» **ASSIGNED TASK**:
Return, from the lines below, each one that includes the word "Send".

» **EXERCISE DATA**:
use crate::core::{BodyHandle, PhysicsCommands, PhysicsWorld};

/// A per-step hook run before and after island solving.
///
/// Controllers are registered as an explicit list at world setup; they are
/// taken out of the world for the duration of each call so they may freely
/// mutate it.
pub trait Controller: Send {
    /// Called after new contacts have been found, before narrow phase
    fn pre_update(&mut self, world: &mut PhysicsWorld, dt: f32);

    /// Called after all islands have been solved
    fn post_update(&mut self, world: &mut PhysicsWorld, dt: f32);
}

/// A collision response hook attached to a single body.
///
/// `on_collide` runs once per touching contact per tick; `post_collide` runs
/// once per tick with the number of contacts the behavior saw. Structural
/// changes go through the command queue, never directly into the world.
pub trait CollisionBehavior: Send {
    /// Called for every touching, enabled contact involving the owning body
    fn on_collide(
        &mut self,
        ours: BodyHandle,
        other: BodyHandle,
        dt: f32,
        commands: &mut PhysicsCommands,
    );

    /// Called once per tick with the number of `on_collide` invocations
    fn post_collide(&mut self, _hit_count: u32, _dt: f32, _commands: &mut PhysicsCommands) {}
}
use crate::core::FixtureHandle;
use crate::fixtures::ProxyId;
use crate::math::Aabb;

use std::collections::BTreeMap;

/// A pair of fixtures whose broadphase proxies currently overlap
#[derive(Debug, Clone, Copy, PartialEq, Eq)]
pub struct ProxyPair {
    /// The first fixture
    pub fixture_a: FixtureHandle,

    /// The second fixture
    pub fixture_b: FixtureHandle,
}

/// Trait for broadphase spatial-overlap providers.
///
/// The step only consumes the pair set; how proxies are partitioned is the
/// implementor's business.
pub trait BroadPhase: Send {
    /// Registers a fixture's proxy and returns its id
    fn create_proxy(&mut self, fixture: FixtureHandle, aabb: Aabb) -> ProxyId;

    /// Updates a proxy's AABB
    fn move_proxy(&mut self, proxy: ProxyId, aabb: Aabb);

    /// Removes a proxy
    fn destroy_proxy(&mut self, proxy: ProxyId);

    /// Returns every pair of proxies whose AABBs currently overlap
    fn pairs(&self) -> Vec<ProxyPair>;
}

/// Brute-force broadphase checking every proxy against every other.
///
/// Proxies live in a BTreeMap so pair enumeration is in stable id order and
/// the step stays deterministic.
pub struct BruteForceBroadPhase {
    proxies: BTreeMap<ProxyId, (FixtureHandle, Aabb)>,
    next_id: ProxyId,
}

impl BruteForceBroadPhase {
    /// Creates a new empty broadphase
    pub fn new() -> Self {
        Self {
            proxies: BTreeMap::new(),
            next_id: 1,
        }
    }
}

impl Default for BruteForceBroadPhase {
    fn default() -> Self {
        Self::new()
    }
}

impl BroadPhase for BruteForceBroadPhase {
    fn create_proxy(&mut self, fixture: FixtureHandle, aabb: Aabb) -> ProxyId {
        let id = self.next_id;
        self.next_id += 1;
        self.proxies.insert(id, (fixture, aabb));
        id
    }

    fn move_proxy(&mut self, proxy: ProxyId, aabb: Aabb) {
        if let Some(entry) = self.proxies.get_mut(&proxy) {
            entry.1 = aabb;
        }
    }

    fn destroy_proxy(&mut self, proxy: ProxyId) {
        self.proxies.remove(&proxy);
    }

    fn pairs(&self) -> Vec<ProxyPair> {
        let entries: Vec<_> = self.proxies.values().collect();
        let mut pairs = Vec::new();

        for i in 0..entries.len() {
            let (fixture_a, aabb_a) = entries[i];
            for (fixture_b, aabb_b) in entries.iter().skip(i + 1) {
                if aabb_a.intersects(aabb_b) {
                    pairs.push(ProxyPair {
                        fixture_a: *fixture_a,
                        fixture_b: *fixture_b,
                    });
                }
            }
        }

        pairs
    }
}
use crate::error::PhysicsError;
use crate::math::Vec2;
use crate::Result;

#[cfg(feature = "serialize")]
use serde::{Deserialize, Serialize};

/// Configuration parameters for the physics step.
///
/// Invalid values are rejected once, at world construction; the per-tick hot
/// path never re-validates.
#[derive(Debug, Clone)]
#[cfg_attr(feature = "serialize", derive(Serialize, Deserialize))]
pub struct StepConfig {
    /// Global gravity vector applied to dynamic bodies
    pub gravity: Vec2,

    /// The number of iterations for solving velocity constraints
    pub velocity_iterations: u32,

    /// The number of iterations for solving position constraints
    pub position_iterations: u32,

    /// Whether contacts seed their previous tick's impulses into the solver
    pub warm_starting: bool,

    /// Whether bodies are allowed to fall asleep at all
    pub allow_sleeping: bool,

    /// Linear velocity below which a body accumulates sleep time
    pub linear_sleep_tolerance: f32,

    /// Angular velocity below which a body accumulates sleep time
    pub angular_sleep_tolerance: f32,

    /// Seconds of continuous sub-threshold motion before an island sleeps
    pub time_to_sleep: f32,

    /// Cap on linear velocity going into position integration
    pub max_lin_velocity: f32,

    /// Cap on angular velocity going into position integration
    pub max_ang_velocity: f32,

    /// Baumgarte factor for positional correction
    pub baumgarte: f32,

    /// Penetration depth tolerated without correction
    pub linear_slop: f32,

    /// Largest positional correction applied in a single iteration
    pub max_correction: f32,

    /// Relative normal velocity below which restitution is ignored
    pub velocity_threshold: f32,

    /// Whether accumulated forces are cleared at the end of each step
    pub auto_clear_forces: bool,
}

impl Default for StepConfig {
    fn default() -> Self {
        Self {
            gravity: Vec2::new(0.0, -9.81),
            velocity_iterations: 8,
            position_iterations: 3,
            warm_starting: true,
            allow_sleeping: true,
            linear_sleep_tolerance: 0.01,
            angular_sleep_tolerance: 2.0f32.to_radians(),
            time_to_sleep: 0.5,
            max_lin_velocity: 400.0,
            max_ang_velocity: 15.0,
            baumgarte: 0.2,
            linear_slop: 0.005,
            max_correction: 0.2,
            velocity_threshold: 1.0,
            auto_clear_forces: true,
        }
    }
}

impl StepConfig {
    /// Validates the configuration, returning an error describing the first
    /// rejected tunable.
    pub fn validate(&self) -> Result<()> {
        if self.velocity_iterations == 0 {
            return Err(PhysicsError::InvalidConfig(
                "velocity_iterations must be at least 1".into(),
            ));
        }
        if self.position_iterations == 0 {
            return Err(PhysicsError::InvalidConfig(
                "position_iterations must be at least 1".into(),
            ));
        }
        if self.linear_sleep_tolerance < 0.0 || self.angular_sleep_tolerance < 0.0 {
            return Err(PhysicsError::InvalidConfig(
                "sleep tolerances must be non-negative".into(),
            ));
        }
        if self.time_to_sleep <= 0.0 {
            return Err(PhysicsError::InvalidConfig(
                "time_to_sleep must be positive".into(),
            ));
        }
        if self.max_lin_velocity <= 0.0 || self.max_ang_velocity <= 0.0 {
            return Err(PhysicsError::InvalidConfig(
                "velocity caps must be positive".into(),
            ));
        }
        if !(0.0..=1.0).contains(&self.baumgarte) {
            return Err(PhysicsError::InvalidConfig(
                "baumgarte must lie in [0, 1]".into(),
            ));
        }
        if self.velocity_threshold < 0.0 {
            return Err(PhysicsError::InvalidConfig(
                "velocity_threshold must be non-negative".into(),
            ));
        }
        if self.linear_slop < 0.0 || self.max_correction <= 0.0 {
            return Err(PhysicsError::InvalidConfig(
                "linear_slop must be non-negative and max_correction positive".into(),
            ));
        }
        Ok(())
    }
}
==
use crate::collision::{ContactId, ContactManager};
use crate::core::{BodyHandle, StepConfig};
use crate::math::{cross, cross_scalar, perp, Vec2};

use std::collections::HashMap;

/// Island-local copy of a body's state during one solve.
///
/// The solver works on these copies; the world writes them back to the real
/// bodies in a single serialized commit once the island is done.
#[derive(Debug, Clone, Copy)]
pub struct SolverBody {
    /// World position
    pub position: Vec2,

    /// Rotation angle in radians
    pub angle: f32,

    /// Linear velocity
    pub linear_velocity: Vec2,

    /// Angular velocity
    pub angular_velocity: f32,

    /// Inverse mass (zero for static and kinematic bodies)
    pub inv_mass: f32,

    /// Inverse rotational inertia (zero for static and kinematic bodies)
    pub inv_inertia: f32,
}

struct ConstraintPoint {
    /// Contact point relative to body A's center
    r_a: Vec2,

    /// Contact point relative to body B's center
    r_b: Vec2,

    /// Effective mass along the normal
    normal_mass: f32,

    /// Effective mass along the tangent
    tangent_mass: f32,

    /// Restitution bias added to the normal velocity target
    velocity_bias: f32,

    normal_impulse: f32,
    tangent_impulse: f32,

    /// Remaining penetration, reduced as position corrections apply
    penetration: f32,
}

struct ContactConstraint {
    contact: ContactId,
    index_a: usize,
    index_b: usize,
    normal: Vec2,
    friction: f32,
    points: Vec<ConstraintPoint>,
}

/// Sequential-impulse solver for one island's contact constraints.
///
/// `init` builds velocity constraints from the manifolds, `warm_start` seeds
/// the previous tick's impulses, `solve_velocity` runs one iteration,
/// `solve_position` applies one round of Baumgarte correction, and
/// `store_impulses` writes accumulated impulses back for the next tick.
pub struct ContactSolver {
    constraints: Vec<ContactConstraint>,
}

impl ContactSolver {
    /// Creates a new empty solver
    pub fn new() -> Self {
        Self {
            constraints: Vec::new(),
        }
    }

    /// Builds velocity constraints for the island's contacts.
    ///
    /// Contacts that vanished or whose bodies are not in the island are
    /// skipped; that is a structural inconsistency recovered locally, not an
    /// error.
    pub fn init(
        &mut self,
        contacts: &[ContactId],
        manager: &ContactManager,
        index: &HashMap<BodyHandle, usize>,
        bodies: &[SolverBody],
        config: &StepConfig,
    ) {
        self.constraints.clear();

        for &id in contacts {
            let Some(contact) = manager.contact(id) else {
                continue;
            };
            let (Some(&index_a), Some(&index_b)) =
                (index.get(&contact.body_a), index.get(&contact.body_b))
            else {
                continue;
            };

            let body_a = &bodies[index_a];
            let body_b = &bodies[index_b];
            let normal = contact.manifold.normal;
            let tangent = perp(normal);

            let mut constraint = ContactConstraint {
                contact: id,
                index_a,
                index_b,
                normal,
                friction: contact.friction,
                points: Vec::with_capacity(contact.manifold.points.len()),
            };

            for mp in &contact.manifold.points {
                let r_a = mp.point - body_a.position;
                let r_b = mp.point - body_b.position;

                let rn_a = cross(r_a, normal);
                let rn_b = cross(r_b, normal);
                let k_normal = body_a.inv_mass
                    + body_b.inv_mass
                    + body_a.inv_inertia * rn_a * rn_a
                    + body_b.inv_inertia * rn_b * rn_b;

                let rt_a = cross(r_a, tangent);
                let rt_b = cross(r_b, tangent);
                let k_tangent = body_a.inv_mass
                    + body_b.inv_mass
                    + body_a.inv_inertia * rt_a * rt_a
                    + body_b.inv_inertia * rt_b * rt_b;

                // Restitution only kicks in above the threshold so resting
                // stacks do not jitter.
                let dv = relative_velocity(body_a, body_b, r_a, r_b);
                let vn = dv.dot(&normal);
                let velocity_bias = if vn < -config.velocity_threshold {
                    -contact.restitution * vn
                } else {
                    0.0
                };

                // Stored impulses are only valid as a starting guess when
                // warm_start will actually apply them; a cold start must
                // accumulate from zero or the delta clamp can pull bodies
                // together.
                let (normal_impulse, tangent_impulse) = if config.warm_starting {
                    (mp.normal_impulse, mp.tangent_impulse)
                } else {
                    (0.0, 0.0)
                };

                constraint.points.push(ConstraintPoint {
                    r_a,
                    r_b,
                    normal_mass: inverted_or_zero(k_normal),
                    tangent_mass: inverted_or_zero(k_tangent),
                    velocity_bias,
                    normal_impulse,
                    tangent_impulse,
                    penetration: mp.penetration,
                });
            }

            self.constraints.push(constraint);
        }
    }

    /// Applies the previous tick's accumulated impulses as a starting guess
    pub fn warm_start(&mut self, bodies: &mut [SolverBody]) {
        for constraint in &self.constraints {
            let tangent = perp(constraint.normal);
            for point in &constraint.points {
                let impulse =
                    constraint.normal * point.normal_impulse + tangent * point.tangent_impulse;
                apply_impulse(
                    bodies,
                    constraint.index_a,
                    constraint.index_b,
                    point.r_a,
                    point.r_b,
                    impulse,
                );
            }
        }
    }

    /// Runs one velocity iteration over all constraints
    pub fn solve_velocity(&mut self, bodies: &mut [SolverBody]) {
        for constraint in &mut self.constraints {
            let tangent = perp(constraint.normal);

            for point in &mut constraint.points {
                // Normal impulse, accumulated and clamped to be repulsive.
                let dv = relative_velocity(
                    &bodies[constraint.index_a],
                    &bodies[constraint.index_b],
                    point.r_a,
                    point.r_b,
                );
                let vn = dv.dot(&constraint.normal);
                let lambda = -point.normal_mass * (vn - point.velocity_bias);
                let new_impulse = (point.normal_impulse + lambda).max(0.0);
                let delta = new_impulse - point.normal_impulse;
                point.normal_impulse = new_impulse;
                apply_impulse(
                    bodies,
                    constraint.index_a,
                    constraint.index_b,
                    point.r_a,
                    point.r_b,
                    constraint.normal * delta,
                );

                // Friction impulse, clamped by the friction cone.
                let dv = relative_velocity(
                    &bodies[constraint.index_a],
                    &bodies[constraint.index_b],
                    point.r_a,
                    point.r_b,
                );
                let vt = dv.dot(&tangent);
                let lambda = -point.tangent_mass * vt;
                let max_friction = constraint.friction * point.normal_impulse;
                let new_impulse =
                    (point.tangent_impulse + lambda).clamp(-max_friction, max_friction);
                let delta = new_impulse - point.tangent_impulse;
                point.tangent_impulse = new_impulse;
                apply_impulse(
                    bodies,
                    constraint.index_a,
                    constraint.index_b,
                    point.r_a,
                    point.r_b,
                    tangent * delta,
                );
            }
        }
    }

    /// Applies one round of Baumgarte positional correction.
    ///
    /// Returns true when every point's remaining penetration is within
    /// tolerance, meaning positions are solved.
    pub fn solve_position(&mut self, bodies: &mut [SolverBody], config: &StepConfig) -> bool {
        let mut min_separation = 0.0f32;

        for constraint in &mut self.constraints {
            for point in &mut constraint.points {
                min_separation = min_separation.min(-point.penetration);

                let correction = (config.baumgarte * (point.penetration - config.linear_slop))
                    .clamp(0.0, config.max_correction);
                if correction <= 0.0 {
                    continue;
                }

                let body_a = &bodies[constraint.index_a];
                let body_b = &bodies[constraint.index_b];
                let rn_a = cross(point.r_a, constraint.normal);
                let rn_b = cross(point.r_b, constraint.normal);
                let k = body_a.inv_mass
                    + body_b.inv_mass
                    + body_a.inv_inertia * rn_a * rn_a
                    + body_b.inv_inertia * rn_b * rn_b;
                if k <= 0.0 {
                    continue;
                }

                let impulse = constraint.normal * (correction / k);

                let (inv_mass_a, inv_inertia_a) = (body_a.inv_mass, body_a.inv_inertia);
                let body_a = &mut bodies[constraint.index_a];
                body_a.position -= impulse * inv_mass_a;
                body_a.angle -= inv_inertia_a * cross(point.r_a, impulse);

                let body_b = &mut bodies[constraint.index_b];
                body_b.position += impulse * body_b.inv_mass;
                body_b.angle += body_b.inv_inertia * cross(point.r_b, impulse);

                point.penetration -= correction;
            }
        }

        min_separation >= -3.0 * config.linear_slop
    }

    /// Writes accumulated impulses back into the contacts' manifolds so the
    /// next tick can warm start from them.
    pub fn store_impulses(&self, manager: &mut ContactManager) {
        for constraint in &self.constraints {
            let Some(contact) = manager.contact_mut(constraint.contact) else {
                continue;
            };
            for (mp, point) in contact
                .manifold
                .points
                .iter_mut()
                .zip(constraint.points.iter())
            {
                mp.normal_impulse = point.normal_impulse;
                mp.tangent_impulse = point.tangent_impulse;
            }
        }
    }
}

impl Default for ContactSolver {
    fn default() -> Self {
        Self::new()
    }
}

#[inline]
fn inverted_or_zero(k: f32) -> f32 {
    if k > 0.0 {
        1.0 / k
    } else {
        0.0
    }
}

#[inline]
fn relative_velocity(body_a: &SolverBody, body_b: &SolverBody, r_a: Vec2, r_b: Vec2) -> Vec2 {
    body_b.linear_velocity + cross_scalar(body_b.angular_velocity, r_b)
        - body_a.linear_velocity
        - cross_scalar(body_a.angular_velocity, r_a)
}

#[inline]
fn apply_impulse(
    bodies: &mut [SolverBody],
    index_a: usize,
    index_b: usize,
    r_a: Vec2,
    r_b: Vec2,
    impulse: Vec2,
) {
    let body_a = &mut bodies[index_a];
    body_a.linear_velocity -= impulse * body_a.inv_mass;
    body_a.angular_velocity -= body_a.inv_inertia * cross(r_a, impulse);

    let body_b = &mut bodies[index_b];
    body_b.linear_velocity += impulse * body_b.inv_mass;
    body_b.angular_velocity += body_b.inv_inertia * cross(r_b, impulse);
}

» **ANSWER FOR THIS EXERCISE**:
pub trait Controller: Send {
pub trait CollisionBehavior: Send {
pub trait BroadPhase: Send {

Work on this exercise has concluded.